BEGIN
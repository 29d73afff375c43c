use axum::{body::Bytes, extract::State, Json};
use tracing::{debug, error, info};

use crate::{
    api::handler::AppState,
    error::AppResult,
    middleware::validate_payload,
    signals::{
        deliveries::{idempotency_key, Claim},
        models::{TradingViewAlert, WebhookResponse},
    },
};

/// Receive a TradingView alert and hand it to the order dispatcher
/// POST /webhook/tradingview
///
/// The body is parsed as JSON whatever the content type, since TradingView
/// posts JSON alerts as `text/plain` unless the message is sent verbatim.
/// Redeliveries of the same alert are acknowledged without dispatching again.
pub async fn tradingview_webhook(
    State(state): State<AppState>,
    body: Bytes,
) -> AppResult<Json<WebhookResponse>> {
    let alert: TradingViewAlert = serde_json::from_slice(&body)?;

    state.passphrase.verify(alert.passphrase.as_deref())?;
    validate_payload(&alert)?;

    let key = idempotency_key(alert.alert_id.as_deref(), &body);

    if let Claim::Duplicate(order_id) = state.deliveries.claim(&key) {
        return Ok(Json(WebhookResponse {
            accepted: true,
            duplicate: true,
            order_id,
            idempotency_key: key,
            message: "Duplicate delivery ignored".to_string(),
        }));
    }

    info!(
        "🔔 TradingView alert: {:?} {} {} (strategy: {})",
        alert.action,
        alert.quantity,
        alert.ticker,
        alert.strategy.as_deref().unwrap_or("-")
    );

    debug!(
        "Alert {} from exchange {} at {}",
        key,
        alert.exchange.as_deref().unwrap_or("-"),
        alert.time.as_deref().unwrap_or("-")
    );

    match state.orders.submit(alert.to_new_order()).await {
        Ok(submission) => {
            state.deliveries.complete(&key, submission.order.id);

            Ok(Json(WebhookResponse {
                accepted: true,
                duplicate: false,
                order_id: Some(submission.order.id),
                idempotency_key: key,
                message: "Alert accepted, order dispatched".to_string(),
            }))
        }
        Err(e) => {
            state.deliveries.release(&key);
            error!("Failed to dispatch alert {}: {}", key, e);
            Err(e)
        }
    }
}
END
BEGIN
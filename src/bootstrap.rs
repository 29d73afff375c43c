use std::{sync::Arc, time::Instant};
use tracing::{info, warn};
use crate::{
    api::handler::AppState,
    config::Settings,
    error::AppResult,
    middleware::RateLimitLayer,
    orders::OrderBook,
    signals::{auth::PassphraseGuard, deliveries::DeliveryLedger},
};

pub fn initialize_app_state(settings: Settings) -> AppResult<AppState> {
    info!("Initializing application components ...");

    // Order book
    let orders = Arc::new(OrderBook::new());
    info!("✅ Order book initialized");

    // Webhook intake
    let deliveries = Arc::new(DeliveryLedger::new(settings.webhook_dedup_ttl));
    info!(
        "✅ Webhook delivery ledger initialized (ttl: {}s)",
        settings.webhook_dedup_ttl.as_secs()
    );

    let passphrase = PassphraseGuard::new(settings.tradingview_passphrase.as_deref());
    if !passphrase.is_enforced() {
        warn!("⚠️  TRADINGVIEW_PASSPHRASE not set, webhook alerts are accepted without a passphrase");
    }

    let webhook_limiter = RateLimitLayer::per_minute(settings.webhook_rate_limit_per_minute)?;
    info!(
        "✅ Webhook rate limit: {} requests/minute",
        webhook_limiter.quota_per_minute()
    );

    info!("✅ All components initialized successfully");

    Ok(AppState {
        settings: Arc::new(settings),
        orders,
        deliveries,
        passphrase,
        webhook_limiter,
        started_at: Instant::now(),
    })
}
END
BEGIN
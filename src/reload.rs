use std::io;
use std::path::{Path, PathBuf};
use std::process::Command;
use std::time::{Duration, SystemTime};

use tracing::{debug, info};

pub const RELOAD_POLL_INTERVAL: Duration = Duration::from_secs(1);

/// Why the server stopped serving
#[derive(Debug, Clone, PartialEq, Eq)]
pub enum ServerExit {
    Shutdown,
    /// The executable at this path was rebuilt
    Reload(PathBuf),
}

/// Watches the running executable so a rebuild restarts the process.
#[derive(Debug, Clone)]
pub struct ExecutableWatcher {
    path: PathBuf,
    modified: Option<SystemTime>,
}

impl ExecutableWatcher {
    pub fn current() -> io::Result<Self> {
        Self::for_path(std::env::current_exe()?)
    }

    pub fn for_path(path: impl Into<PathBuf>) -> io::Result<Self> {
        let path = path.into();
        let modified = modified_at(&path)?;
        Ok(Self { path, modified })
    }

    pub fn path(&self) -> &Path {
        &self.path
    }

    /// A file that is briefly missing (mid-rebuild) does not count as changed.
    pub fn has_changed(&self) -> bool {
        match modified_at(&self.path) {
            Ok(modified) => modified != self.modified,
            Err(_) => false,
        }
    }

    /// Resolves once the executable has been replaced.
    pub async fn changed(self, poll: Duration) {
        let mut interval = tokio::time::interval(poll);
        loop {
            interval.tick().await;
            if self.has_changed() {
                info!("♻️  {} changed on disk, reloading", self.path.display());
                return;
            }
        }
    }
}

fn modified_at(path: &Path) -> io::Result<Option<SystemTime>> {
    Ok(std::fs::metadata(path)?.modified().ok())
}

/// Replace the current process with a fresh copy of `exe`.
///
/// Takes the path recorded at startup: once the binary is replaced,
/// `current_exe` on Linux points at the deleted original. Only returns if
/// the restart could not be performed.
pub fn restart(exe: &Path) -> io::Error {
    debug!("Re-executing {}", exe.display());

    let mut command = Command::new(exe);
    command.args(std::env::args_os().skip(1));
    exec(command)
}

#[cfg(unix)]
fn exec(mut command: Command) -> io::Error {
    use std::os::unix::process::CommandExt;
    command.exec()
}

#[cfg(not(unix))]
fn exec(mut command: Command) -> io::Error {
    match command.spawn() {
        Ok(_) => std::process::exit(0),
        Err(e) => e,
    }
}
END
▶ **WORK ITEM**
Every line in the data that holds the string "SystemTime" should be copied.

▶ **TASK SOLUTION**
use std::time::{Duration, SystemTime};
    modified: Option<SystemTime>,
fn modified_at(path: &Path) -> io::Result<Option<SystemTime>> {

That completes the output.